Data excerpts
'''

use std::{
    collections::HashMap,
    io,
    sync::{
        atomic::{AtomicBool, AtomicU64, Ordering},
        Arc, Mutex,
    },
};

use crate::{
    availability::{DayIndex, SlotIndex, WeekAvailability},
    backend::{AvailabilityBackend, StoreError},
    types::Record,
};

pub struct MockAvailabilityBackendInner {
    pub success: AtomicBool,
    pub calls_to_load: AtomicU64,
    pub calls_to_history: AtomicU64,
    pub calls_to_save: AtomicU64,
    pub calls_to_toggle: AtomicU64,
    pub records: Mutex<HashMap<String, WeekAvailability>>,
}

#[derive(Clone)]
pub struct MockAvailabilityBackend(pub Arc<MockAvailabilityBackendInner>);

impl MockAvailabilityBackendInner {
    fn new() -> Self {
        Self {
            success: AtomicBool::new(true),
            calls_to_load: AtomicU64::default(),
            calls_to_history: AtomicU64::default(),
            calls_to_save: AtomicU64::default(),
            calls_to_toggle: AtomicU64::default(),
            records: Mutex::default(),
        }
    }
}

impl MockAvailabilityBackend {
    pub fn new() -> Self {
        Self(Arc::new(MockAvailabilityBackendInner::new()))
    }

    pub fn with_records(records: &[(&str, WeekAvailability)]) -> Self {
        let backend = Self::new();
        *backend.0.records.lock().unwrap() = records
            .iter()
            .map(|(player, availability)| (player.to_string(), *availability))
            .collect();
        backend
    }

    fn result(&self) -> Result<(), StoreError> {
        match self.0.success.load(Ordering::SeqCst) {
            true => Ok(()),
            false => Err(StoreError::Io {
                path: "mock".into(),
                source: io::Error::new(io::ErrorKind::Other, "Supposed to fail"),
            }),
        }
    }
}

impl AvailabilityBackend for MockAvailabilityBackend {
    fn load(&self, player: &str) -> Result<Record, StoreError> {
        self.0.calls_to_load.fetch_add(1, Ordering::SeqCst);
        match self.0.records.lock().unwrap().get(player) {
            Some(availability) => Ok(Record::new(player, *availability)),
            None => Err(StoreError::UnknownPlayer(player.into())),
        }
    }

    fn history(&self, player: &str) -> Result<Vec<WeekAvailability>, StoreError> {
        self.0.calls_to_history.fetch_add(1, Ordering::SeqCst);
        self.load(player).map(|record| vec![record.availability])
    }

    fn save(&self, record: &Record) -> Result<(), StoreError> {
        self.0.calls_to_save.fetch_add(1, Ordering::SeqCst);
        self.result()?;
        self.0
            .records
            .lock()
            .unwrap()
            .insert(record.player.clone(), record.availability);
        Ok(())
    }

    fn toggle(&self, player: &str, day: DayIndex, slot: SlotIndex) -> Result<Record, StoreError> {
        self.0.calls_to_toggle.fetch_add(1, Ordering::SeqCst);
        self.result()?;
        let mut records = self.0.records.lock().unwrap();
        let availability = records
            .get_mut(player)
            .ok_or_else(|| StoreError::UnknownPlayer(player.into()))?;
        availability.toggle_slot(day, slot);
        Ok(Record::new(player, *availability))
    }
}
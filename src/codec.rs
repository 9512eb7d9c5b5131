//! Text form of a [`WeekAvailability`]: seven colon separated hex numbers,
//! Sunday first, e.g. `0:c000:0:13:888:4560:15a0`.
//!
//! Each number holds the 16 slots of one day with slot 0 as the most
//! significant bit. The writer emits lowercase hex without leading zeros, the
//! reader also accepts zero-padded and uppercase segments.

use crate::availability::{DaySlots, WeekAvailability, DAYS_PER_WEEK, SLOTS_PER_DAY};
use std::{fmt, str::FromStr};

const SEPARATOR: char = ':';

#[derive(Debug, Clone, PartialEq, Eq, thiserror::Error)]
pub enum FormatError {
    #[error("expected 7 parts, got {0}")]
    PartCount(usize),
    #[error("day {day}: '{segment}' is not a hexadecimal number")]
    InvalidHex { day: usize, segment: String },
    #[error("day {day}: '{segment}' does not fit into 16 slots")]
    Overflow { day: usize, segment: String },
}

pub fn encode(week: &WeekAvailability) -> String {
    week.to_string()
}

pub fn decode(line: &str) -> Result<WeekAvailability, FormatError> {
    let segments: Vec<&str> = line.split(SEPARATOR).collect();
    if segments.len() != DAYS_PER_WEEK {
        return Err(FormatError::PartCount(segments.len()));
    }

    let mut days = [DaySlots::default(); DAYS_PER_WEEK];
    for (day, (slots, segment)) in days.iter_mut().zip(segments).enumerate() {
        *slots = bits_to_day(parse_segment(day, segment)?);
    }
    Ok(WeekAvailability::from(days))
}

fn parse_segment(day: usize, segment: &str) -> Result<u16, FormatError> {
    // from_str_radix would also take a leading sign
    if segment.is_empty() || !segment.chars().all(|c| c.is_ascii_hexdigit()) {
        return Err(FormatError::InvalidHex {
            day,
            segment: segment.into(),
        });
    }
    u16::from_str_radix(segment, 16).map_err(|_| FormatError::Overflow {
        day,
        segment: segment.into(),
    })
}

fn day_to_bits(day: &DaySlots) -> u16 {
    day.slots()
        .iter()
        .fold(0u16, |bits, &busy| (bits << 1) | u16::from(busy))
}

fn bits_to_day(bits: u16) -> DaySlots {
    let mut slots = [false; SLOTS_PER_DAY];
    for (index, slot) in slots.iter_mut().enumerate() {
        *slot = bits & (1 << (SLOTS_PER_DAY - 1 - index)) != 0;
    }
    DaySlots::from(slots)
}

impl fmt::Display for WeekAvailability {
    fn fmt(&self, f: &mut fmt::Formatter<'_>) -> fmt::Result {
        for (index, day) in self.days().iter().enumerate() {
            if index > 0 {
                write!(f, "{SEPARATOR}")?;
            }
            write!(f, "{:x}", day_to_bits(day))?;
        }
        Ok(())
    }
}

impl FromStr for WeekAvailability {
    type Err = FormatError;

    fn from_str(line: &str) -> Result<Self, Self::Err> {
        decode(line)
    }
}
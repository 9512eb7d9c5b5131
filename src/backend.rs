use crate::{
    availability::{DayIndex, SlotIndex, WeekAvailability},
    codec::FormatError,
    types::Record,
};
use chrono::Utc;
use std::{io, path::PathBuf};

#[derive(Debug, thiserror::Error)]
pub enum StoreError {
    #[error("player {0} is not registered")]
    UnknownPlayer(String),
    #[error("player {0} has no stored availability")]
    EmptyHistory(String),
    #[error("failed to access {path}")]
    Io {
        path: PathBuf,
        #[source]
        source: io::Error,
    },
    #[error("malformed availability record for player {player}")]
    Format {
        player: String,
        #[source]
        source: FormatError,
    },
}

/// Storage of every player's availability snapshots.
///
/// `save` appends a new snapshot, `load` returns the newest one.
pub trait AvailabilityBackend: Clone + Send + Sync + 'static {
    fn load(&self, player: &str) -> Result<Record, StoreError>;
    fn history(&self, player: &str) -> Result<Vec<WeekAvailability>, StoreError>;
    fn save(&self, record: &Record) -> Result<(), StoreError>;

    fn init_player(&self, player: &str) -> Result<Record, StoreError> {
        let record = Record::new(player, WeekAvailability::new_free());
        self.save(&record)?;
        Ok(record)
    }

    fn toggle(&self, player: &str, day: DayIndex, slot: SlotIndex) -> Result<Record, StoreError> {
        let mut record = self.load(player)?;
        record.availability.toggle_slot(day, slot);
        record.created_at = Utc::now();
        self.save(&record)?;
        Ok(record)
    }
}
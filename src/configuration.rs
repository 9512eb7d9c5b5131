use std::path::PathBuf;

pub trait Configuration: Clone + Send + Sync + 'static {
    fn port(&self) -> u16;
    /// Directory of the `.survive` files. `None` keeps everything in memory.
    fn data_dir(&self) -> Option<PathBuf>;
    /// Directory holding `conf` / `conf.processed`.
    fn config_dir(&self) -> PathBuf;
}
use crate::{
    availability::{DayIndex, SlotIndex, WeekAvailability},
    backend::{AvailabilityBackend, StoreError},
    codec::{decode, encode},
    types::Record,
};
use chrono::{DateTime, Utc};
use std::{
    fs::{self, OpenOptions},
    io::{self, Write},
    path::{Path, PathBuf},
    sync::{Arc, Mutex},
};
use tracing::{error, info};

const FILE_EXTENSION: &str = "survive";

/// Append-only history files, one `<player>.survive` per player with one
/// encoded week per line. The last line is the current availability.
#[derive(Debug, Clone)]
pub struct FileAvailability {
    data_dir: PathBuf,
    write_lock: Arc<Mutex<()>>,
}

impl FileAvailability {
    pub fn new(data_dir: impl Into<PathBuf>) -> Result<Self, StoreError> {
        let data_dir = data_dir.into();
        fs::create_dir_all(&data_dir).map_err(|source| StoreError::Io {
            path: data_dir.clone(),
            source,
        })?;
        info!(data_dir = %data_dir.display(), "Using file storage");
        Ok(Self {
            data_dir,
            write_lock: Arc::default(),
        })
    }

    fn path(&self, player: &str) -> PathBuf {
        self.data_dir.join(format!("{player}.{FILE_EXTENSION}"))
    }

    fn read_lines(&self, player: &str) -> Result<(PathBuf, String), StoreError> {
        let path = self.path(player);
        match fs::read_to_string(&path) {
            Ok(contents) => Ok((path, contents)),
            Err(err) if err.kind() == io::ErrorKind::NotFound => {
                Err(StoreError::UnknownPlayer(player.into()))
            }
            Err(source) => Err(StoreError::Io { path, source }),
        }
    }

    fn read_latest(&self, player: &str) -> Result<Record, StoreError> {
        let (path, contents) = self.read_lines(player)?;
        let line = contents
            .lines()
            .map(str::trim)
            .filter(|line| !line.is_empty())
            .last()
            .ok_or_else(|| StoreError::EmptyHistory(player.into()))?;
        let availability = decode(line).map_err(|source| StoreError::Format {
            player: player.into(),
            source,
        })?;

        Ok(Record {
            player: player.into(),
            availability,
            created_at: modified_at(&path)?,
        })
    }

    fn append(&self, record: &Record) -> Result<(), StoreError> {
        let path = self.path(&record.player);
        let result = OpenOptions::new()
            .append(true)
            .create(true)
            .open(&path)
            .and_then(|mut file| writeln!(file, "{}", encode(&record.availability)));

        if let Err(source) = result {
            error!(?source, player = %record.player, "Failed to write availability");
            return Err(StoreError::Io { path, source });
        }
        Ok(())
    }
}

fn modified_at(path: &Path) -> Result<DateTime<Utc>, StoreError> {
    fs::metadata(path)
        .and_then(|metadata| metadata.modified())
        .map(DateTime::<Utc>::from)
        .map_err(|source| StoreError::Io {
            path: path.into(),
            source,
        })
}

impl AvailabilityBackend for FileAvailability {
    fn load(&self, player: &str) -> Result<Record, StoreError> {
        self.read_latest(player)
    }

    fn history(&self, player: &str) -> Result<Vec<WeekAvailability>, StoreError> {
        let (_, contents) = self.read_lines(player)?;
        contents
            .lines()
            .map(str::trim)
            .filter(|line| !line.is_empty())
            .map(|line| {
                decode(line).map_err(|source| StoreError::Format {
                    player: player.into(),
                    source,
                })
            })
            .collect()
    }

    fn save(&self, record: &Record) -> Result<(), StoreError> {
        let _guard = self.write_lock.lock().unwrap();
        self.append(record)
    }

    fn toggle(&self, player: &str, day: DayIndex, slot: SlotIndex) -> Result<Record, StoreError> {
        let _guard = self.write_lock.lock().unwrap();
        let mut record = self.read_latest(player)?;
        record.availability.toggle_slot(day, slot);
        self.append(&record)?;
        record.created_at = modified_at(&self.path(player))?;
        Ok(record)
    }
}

'''

A complete answer reproduces every line of the records in which the word "metadata" occurs.

## EXERCISE OUTPUT
    fs::metadata(path)
        .and_then(|metadata| metadata.modified())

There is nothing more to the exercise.